8, pipeline weld joint automatized ultrasound flaw detection device according to claim 6 is characterized in that: described scanning probe assembly is responsible for (18), left couplant by left probe cassette support (12), probe cassette (13), right probe cassette support (15), roller (16), elastic plate (17), couplant and is in charge of (19) and right couplant and is in charge of (20) and forms; Probe cassette (13) is fixed on left probe cassette support (12) and the right probe cassette support (15) by the projecting shaft on it (13-1), be provided with two rollers (16) in the bottom of right probe cassette support (15), elastic plate (17) links together left probe cassette support (12) and right probe cassette support (15), the end that couplant is responsible for (18) is fixed on the control box (11), the couplant person in charge 18 the other end is fixed on the left probe cassette support (12), telling two arms by the couplant person in charge (18) is that left couplant is in charge of (19) and right couplant is in charge of (20), wherein left couplant is in charge of (19) and is used for coupling left side probe, and right couplant is in charge of (20) the right side probe that is used for being coupled.

9, according to any one described pipeline weld joint automatized ultrasound flaw detection device of claim 1-5, it is characterized in that: described mark mechanism (14) is made up of linear electric motors (14-1), guide rod (14-2), fixed head (14-3), sliding sleeve (14-4), push pedal (14-5), spring (14-6), small machine (14-7), portable plate (14-8), rotating disk (14-9), trip bolt (14-10) and pigment rod (14-11); Guide rod (14-2) is slidingly installed on fixed head (14-3), push pedal (14-5) is slidingly installed on guide rod (14-2), portable plate (14-8) is fixedly mounted on guide rod (14-2) front end, spring (14-6) is installed between push pedal (14-5) and the portable plate (14-8), linear electric motors (14-1) are installed on the fixed head (1), small machine (14-7) is installed on the portable plate (14-8), rotating disk (14-9) is installed on the motor shaft, and pigment rod (14-11) is installed on the rotating disk (14-9) by trip bolt (14-10).

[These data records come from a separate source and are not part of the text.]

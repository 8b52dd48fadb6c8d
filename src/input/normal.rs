//! Normal mode input handlers
//!
//! One handler per view. The control panel handler owns the timer transport
//! keys; the log viewer handler only scrolls.

use anyhow::Result;
use crossterm::event::{KeyCode, KeyEvent, KeyEventKind};

use crate::app::App;
use crate::timer::BrandingSlot;

/// Handle key in the control panel (normal mode)
pub fn handle_control_key(app: &mut App, key: KeyEvent) -> Result<()> {
    // Only process key press events (not release/repeat)
    if key.kind != KeyEventKind::Press {
        return Ok(());
    }

    match key.code {
        KeyCode::Char(' ') => {
            app.toggle_timer();
        }
        KeyCode::Tab | KeyCode::Right => {
            app.state.focus_next_field();
        }
        KeyCode::BackTab | KeyCode::Left => {
            app.state.focus_prev_field();
        }
        KeyCode::Enter => {
            // Duration fields are locked while the countdown runs
            if app.store.state().is_running {
                app.state
                    .header_notifications
                    .push("Pause the timer to edit the duration");
            } else {
                app.state.begin_edit(None);
            }
        }
        KeyCode::Char('r') => {
            app.reset_timer();
        }
        KeyCode::Char('o') => {
            app.open_display();
        }
        KeyCode::Char('c') => {
            app.close_display();
        }
        KeyCode::Char('l') => {
            app.state.begin_logo_entry(BrandingSlot::Org);
        }
        KeyCode::Char('e') => {
            app.state.begin_logo_entry(BrandingSlot::Event);
        }
        KeyCode::Char('L') => {
            app.remove_logo(BrandingSlot::Org);
        }
        KeyCode::Char('E') => {
            app.remove_logo(BrandingSlot::Event);
        }
        KeyCode::Char('v') => {
            app.state.open_log_viewer();
            app.state.log_viewer_scroll = app.log_buffer.len().saturating_sub(1);
        }
        KeyCode::Char('q') => {
            app.request_quit();
        }
        KeyCode::Char(c) if c.is_ascii_digit() => {
            // A digit starts editing the focused field, seeded with itself
            if app.store.state().is_running {
                app.state
                    .header_notifications
                    .push("Pause the timer to edit the duration");
            } else {
                app.state.begin_edit(Some(c));
            }
        }
        _ => {}
    }
    Ok(())
}

/// Handle key in log viewer (normal mode)
pub fn handle_log_viewer_key(app: &mut App, key: KeyEvent) -> Result<()> {
    // Only process key press events (not release/repeat)
    if key.kind != KeyEventKind::Press {
        return Ok(());
    }

    let entry_count = app.log_buffer.len();

    match key.code {
        KeyCode::Esc | KeyCode::Char('q') => {
            app.state.navigate_back();
        }
        KeyCode::Down | KeyCode::Char('j') => {
            // Scroll down (disable auto-scroll)
            app.state.log_viewer_auto_scroll = false;
            if app.state.log_viewer_scroll < entry_count.saturating_sub(1) {
                app.state.log_viewer_scroll += 1;
            }
        }
        KeyCode::Up | KeyCode::Char('k') => {
            // Scroll up (disable auto-scroll)
            app.state.log_viewer_auto_scroll = false;
            app.state.log_viewer_scroll = app.state.log_viewer_scroll.saturating_sub(1);
        }
        KeyCode::Home | KeyCode::Char('g') => {
            // Jump to top (disable auto-scroll)
            app.state.log_viewer_auto_scroll = false;
            app.state.log_viewer_scroll = 0;
        }
        KeyCode::End | KeyCode::Char('G') => {
            // Jump to bottom and enable auto-scroll
            app.state.log_viewer_auto_scroll = true;
            app.state.log_viewer_scroll = entry_count.saturating_sub(1);
        }
        KeyCode::PageDown => {
            // Page down (disable auto-scroll)
            app.state.log_viewer_auto_scroll = false;
            app.state.log_viewer_scroll =
                (app.state.log_viewer_scroll + 20).min(entry_count.saturating_sub(1));
        }
        KeyCode::PageUp => {
            // Page up (disable auto-scroll)
            app.state.log_viewer_auto_scroll = false;
            app.state.log_viewer_scroll = app.state.log_viewer_scroll.saturating_sub(20);
        }
        _ => {}
    }
    Ok(())
}
//! Projected timer display
//!
//! Renders a composed DisplayFrame full-screen against the surface palette.
//! The control panel preview and the display client both call this renderer,
//! so the inline preview and the projected window cannot drift apart.

use ratatui::prelude::*;
use ratatui::widgets::{Block, Paragraph};

use crate::presentation::DisplayFrame;
use crate::surface::SurfaceStyle;

fn rgb(c: (u8, u8, u8)) -> Color {
    Color::Rgb(c.0, c.1, c.2)
}

/// Render the timer display into the given area
///
/// `data` is the latest composed frame; `None` means the timer has not
/// published anything yet and a waiting placeholder is shown instead.
pub fn render_display(
    frame: &mut Frame,
    area: Rect,
    data: Option<&DisplayFrame>,
    style: &SurfaceStyle,
) {
    let background = Block::default().style(Style::default().bg(rgb(style.background)));
    frame.render_widget(background, area);

    let lines = match data {
        Some(data) => frame_lines(data, style),
        None => vec![Line::from(Span::styled(
            "Waiting for timer...",
            Style::default().fg(rgb(style.precise)),
        ))],
    };

    // Vertically center the stack
    let content_height = (lines.len() as u16).min(area.height);
    let top = area.y + (area.height.saturating_sub(content_height)) / 2;
    let content_area = Rect::new(area.x, top, area.width, content_height);

    let paragraph = Paragraph::new(lines)
        .alignment(Alignment::Center)
        .style(Style::default().bg(rgb(style.background)));
    frame.render_widget(paragraph, content_area);
}

/// Build the display stack: event logo in the header above the countdown,
/// organization logo in the footer below it. Logos only appear when the
/// frame carries them.
fn frame_lines<'a>(data: &'a DisplayFrame, style: &SurfaceStyle) -> Vec<Line<'a>> {
    let logo_style = Style::default().fg(rgb(style.logo));
    let mut lines = Vec::new();

    if let Some(event) = &data.event_logo {
        lines.push(Line::from(Span::styled(event.name.as_str(), logo_style)));
        lines.push(Line::from(""));
    }

    lines.push(Line::from(Span::styled(
        data.headline.as_str(),
        Style::default()
            .fg(rgb(style.headline))
            .add_modifier(Modifier::BOLD),
    )));
    lines.push(Line::from(Span::styled(
        data.precise.as_str(),
        Style::default().fg(rgb(style.precise)),
    )));

    if let Some(org) = &data.org_logo {
        lines.push(Line::from(""));
        lines.push(Line::from(Span::styled(org.name.as_str(), logo_style)));
    }

    lines
}

#[cfg(test)]
mod tests {
    use super::*;
    use crate::presentation::FrameLogo;
    use ratatui::backend::TestBackend;
    use ratatui::Terminal;

    fn draw(data: Option<&DisplayFrame>) -> ratatui::buffer::Buffer {
        let backend = TestBackend::new(40, 12);
        let mut terminal = Terminal::new(backend).unwrap();
        terminal
            .draw(|frame| {
                let area = frame.size();
                render_display(frame, area, data, &SurfaceStyle::default());
            })
            .unwrap();
        terminal.backend().buffer().clone()
    }

    fn row_of(buffer: &ratatui::buffer::Buffer, needle: &str) -> u16 {
        (0..buffer.area.height)
            .find(|&y| {
                let row: String = (0..buffer.area.width)
                    .map(|x| buffer.get(x, y).symbol())
                    .collect();
                row.contains(needle)
            })
            .unwrap_or_else(|| panic!("{needle:?} not rendered"))
    }

    fn logo(name: &str) -> Option<FrameLogo> {
        Some(FrameLogo {
            name: name.to_string(),
            uri: format!("file:///tmp/{name}"),
        })
    }

    #[test]
    fn test_event_logo_heads_the_stack_org_logo_closes_it() {
        let data = DisplayFrame {
            headline: "5 seconds remaining".to_string(),
            precise: "00:00:05".to_string(),
            org_logo: logo("org.png"),
            event_logo: logo("event.png"),
        };
        let buffer = draw(Some(&data));

        let event = row_of(&buffer, "event.png");
        let headline = row_of(&buffer, "5 seconds remaining");
        let precise = row_of(&buffer, "00:00:05");
        let org = row_of(&buffer, "org.png");

        assert!(event < headline, "event logo belongs in the header");
        assert!(headline < precise);
        assert!(precise < org, "organization logo belongs in the footer");
    }

    #[test]
    fn test_missing_logos_leave_no_gap_rows() {
        let data = DisplayFrame {
            headline: "1 minute remaining".to_string(),
            precise: "00:01:00".to_string(),
            org_logo: None,
            event_logo: None,
        };
        let buffer = draw(Some(&data));

        let headline = row_of(&buffer, "1 minute remaining");
        let precise = row_of(&buffer, "00:01:00");
        assert_eq!(precise, headline + 1);
    }

    #[test]
    fn test_waiting_placeholder_before_first_frame() {
        let buffer = draw(None);
        row_of(&buffer, "Waiting for timer...");
    }
}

10, pipeline weld joint automatized ultrasound flaw detection device according to claim 7 is characterized in that: described mark mechanism (14) is made up of linear electric motors (14-1), guide rod (14-2), fixed head (14-3), sliding sleeve (14-4), push pedal (14-5), spring (14-6), small machine (14-7), portable plate (14-8), rotating disk (14-9), trip bolt (14-10) and pigment rod (14-11); Guide rod (14-2) is slidingly installed on fixed head (14-3), push pedal (14-5) is slidingly installed on guide rod (14-2), portable plate (14-8) is fixedly mounted on guide rod (14-2) front end, spring (14-6) is installed between push pedal (14-5) and the portable plate (14-8), linear electric motors (14-1) are installed on the fixed head (1), small machine (14-7) is installed on the portable plate (14-8), rotating disk (14-9) is installed on the motor shaft, and pigment rod (14-11) is installed on the rotating disk (14-9) by trip bolt (14-10).